▶ _Problem details_: The line with "there, so each", the line with "pub fn unregister(&mut", and all lines between them in the material below: return these exactly, and no others.
# # #
//! # Message Bus
//!
//! In-process routing of [`Command`] values between the session processes.
//!
//! The bus has two sides:
//!
//! - **Upstream**: a single bounded FIFO drained by the session orchestrator
//!   after every tick. Processes never perform I/O themselves; they enqueue
//!   and return, and the orchestrator wire-encodes and transmits afterwards.
//! - **Channels**: named single-slot mailboxes, one per process. Routing a
//!   message to a channel replaces whatever was pending there, so each
//!   channel holds *at most one* pending message and processing is always
//!   deferred to the owner's next tick. Routing to an unknown channel is a
//!   no-op, never an error — unexpected traffic must not crash the device.

use heapless::{Deque, Vec};

use crate::message::Command;

/// Maximum number of registered channels.
pub const MAX_CHANNELS: usize = 4;
/// Depth of the upstream queue.
pub const UPSTREAM_DEPTH: usize = 8;

/// Routes messages between processes and collects upstream traffic.
#[derive(Default)]
pub struct MessageBus {
    upstream: Deque<Command, UPSTREAM_DEPTH>,
    channels: Vec<(&'static str, Option<Command>), MAX_CHANNELS>,
}

impl MessageBus {
    /// Creates an empty bus with no registered channels.
    pub fn new() -> Self {
        Self::default()
    }

    /// Registers a channel, replacing any previous registration (and
    /// discarding its pending message).
    ///
    /// Returns `false` if the channel table is full.
    pub fn register(&mut self, channel: &'static str) -> bool {
        if let Some(slot) = self.slot_mut(channel) {
            *slot = None;
            return true;
        }
        self.channels.push((channel, None)).is_ok()
    }

    /// Removes a channel and drops its pending message.
    pub fn unregister(&mut self, channel: &str) {
        if let Some(index) = self.channels.iter().position(|(name, _)| *name == channel) {
            self.channels.swap_remove(index);
        }
    }

    /// Routes a message to a channel's mailbox.
    ///
    /// A pending message is replaced; an unknown channel swallows the
    /// message silently.
    pub fn route(&mut self, message: Command, channel: &str) {
        if let Some(slot) = self.slot_mut(channel) {
            *slot = Some(message);
        }
    }

    /// Takes the pending message for a channel, if any.
    pub fn take(&mut self, channel: &str) -> Option<Command> {
        self.slot_mut(channel).and_then(Option::take)
    }

    /// Enqueues a message for the upstream sink.
    ///
    /// When the queue is full the message is dropped; the retry layers above
    /// regenerate anything that matters.
    pub fn send_upstream(&mut self, message: Command) {
        if self.upstream.push_back(message).is_err() {
            #[cfg(feature = "log")]
            log::warn!("bus: upstream queue full, message dropped");
        }
    }

    /// Dequeues the oldest upstream message.
    pub fn pop_upstream(&mut self) -> Option<Command> {
        self.upstream.pop_front()
    }

    /// Number of messages waiting for the upstream sink.
    pub fn upstream_len(&self) -> usize {
        self.upstream.len()
    }

    fn slot_mut(&mut self, channel: &str) -> Option<&mut Option<Command>> {
        self.channels
            .iter_mut()
            .find(|(name, _)| *name == channel)
            .map(|(_, slot)| slot)
    }
}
# # #
▶ _Reply to the exercise_:
//!   message to a channel replaces whatever was pending there, so each
//!   channel holds *at most one* pending message and processing is always
//!   deferred to the owner's next tick. Routing to an unknown channel is a
//!   no-op, never an error — unexpected traffic must not crash the device.

use heapless::{Deque, Vec};

use crate::message::Command;

/// Maximum number of registered channels.
pub const MAX_CHANNELS: usize = 4;
/// Depth of the upstream queue.
pub const UPSTREAM_DEPTH: usize = 8;

/// Routes messages between processes and collects upstream traffic.
#[derive(Default)]
pub struct MessageBus {
    upstream: Deque<Command, UPSTREAM_DEPTH>,
    channels: Vec<(&'static str, Option<Command>), MAX_CHANNELS>,
}

impl MessageBus {
    /// Creates an empty bus with no registered channels.
    pub fn new() -> Self {
        Self::default()
    }

    /// Registers a channel, replacing any previous registration (and
    /// discarding its pending message).
    ///
    /// Returns `false` if the channel table is full.
    pub fn register(&mut self, channel: &'static str) -> bool {
        if let Some(slot) = self.slot_mut(channel) {
            *slot = None;
            return true;
        }
        self.channels.push((channel, None)).is_ok()
    }

    /// Removes a channel and drops its pending message.
    pub fn unregister(&mut self, channel: &str) {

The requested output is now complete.